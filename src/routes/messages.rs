use actix_web::web;

use crate::handlers::messages;
use crate::middleware::RateLimiter;

/// Mounted under `/api/v1/groups`.
pub fn configure(cfg: &mut web::ServiceConfig, limits: &RateLimiter) {
    cfg.route(
        "/{group_id}/messages/stream",
        web::get().to(messages::stream_messages),
    )
    .service(
        web::resource("/{group_id}/messages")
            .wrap(limits.chat())
            .route(web::get().to(messages::get_messages))
            .route(web::post().to(messages::send_message)),
    );
}
use actix_web::{HttpResponse, Responder, web};

use crate::middleware::RateLimiter;

pub mod groups;
pub mod messages;

async fn health() -> impl Responder {
    HttpResponse::Ok().json(serde_json::json!({
        "status": "ok",
        "timestamp": chrono::Utc::now()
    }))
}

/// `limits` should be shared by every worker of the server.
pub fn configure(cfg: &mut web::ServiceConfig, limits: &RateLimiter) {
    cfg.route("/health", web::get().to(health)).service(
        web::scope("/api/v1").service(
            web::scope("/groups")
                .configure(|cfg| groups::configure(cfg, limits))
                .configure(|cfg| messages::configure(cfg, limits)),
        ),
    );
}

_Problem_
Reproduce every entry above. Make each line identical to the original.

_Exercise solution_
filename src/routes/messages.rs
use actix_web::web;

use crate::handlers::messages;
use crate::middleware::RateLimiter;

/// Mounted under `/api/v1/groups`.
pub fn configure(cfg: &mut web::ServiceConfig, limits: &RateLimiter) {
    cfg.route(
        "/{group_id}/messages/stream",
        web::get().to(messages::stream_messages),
    )
    .service(
        web::resource("/{group_id}/messages")
            .wrap(limits.chat())
            .route(web::get().to(messages::get_messages))
            .route(web::post().to(messages::send_message)),
    );
}
use actix_web::{HttpResponse, Responder, web};

use crate::middleware::RateLimiter;

pub mod groups;
pub mod messages;

async fn health() -> impl Responder {
    HttpResponse::Ok().json(serde_json::json!({
        "status": "ok",
        "timestamp": chrono::Utc::now()
    }))
}

/// `limits` should be shared by every worker of the server.
pub fn configure(cfg: &mut web::ServiceConfig, limits: &RateLimiter) {
    cfg.route("/health", web::get().to(health)).service(
        web::scope("/api/v1").service(
            web::scope("/groups")
                .configure(|cfg| groups::configure(cfg, limits))
                .configure(|cfg| messages::configure(cfg, limits)),
        ),
    );
}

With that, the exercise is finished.